§ **Task brief**: Look for the word "TaskForm" in the entries and copy each line where it appears.

Record extracts START

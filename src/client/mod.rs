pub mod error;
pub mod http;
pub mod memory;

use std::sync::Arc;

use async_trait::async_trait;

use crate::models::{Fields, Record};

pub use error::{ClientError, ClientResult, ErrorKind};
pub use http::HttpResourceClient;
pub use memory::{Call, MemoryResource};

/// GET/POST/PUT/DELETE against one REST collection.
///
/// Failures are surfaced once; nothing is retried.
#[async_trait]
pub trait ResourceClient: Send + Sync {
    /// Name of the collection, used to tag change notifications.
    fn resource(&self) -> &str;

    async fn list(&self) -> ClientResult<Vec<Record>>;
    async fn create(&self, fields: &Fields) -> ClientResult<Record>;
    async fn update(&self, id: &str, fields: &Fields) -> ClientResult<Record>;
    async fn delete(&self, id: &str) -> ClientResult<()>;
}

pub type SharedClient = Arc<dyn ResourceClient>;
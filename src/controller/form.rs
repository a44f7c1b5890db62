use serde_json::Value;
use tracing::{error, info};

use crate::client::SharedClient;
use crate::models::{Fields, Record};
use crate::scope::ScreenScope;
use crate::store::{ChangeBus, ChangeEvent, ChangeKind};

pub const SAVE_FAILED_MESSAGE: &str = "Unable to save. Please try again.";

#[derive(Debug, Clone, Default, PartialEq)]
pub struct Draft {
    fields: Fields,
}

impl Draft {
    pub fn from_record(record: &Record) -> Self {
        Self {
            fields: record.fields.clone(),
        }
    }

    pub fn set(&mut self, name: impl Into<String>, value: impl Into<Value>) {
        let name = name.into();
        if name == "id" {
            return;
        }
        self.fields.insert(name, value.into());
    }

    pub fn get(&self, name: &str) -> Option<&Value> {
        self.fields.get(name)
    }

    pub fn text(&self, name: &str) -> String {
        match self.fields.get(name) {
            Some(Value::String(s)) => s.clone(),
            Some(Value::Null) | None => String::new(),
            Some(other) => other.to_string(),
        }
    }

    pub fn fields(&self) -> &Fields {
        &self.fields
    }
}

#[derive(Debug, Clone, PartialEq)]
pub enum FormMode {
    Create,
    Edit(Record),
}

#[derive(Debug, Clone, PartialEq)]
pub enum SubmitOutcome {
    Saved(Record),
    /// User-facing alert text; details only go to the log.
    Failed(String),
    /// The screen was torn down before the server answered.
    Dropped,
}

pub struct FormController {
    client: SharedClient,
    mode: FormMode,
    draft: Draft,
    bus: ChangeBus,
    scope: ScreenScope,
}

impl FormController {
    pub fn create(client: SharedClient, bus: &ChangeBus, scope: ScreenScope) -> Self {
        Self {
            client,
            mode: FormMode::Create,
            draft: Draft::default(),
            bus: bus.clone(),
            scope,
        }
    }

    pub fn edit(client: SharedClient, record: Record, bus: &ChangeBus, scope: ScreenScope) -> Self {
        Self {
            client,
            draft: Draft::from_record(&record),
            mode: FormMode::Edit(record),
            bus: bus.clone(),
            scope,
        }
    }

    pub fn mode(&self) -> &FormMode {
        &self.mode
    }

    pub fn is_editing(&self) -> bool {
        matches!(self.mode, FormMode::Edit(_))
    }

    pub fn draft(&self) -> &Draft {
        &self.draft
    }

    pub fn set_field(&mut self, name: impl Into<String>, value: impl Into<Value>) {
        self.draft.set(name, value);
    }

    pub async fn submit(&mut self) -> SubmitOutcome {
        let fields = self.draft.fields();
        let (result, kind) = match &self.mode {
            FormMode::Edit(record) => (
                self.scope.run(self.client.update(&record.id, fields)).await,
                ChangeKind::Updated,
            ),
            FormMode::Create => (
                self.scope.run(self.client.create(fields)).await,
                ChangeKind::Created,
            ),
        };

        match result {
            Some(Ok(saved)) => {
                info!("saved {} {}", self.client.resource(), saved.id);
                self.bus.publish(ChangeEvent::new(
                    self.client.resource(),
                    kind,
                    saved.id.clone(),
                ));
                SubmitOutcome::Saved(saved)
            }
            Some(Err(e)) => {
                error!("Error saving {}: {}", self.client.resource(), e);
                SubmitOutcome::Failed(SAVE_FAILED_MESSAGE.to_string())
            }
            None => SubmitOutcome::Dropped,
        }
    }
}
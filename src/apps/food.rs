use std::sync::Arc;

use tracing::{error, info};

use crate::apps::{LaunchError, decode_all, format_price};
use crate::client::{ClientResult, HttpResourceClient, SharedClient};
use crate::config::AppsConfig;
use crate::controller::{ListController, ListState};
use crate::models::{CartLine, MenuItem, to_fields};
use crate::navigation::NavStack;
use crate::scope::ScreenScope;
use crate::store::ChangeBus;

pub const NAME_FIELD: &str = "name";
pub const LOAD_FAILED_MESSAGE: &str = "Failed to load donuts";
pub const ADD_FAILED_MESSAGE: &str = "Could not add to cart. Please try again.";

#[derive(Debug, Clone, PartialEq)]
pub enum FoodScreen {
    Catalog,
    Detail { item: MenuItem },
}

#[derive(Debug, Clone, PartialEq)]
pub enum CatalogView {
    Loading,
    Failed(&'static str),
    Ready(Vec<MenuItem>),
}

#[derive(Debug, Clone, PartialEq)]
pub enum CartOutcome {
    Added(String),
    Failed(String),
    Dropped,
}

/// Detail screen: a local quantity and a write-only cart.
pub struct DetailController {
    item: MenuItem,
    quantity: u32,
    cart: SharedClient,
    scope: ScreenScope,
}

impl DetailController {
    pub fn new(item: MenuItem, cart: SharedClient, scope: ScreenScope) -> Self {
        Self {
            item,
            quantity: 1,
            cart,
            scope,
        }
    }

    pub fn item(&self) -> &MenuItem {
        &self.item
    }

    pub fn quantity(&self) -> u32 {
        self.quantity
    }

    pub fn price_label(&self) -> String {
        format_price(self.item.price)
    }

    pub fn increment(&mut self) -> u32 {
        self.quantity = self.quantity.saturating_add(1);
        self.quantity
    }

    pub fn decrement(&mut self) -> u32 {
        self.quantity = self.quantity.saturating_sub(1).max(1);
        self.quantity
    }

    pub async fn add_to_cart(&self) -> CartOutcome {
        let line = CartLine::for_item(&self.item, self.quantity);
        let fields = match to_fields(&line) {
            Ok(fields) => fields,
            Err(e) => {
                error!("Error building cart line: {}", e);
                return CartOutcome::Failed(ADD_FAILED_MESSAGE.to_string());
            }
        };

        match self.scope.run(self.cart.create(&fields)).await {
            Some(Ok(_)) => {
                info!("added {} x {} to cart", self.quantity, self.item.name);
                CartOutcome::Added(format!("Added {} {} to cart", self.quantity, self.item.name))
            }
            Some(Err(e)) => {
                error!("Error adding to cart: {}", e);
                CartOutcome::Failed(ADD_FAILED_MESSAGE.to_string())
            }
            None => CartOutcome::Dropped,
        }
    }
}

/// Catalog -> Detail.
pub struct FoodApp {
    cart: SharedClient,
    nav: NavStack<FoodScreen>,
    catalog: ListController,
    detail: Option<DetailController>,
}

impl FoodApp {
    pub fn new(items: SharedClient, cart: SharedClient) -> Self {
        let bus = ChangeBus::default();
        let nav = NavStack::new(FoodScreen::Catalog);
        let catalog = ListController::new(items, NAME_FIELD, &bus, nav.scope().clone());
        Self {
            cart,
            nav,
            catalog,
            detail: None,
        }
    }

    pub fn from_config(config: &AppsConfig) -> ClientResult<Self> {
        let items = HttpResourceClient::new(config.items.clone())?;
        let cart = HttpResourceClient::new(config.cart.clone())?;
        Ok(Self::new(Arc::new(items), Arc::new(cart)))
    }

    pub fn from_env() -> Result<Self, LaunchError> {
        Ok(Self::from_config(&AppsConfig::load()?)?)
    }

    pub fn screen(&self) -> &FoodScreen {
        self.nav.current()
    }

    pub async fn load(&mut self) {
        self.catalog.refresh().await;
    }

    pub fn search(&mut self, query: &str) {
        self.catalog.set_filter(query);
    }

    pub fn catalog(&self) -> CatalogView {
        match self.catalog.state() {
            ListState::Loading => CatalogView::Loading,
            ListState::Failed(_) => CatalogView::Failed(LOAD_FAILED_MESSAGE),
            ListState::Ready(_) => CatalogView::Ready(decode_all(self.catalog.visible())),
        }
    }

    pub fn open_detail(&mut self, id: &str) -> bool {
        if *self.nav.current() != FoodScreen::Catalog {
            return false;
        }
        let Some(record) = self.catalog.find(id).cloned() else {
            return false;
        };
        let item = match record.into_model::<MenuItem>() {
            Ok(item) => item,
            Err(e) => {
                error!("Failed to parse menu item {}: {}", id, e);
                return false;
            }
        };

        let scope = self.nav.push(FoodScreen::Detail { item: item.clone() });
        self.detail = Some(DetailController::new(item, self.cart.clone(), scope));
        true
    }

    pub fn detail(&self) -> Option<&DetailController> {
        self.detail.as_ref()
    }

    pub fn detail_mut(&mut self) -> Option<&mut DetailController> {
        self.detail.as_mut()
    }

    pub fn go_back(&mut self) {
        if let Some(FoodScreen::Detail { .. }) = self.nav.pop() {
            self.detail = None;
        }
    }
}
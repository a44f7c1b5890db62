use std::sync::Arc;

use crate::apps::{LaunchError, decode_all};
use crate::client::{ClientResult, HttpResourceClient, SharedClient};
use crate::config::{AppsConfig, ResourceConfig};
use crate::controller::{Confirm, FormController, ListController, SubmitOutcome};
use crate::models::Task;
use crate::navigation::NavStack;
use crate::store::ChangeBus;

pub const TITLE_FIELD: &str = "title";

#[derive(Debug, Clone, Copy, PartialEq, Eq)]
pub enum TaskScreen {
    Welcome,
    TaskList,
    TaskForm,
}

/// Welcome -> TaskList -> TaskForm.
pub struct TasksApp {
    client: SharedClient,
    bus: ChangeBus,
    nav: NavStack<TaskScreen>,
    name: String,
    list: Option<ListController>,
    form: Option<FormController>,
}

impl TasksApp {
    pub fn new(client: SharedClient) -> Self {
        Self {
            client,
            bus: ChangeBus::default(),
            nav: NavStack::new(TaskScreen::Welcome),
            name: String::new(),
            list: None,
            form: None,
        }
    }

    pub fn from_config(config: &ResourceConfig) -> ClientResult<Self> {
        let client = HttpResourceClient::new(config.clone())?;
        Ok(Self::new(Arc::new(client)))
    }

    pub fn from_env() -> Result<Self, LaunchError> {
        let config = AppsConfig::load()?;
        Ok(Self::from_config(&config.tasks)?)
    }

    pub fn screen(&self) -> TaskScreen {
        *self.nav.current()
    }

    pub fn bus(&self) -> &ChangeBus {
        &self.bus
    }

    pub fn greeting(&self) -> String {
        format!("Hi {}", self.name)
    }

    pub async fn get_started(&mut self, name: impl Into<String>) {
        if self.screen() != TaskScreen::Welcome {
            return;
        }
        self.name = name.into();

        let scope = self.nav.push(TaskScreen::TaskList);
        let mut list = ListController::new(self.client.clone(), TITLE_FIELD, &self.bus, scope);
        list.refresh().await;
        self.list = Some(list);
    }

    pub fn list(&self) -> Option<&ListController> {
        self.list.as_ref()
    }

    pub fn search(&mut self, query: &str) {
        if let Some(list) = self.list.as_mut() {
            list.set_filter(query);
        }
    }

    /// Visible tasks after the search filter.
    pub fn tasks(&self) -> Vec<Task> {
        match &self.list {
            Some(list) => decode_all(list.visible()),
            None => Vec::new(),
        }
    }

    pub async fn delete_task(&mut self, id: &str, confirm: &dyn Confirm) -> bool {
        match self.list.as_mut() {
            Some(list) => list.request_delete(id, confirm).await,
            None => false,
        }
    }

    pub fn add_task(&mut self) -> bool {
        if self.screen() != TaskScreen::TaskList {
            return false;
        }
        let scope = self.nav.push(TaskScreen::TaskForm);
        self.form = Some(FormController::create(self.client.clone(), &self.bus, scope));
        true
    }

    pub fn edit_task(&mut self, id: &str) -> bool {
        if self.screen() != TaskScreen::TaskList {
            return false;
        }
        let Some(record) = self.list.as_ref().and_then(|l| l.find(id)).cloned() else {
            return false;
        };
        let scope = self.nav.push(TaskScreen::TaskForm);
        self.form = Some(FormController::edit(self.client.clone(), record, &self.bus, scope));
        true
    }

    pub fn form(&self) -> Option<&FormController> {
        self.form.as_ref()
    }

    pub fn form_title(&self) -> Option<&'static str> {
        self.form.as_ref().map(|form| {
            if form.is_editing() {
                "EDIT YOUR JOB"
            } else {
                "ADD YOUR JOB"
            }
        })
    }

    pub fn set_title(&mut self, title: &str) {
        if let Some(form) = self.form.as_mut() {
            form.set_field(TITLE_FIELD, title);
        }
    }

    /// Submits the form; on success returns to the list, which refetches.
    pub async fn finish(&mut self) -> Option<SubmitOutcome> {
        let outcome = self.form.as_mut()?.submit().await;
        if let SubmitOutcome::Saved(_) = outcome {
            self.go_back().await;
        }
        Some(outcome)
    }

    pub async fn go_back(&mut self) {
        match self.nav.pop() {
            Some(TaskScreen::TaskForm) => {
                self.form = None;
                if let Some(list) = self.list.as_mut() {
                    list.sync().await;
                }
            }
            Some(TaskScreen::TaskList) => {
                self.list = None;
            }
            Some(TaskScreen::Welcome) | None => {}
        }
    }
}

Record extracts END

§ **Exercise solution**:
    TaskForm,
/// Welcome -> TaskList -> TaskForm.
        let scope = self.nav.push(TaskScreen::TaskForm);
        let scope = self.nav.push(TaskScreen::TaskForm);
            Some(TaskScreen::TaskForm) => {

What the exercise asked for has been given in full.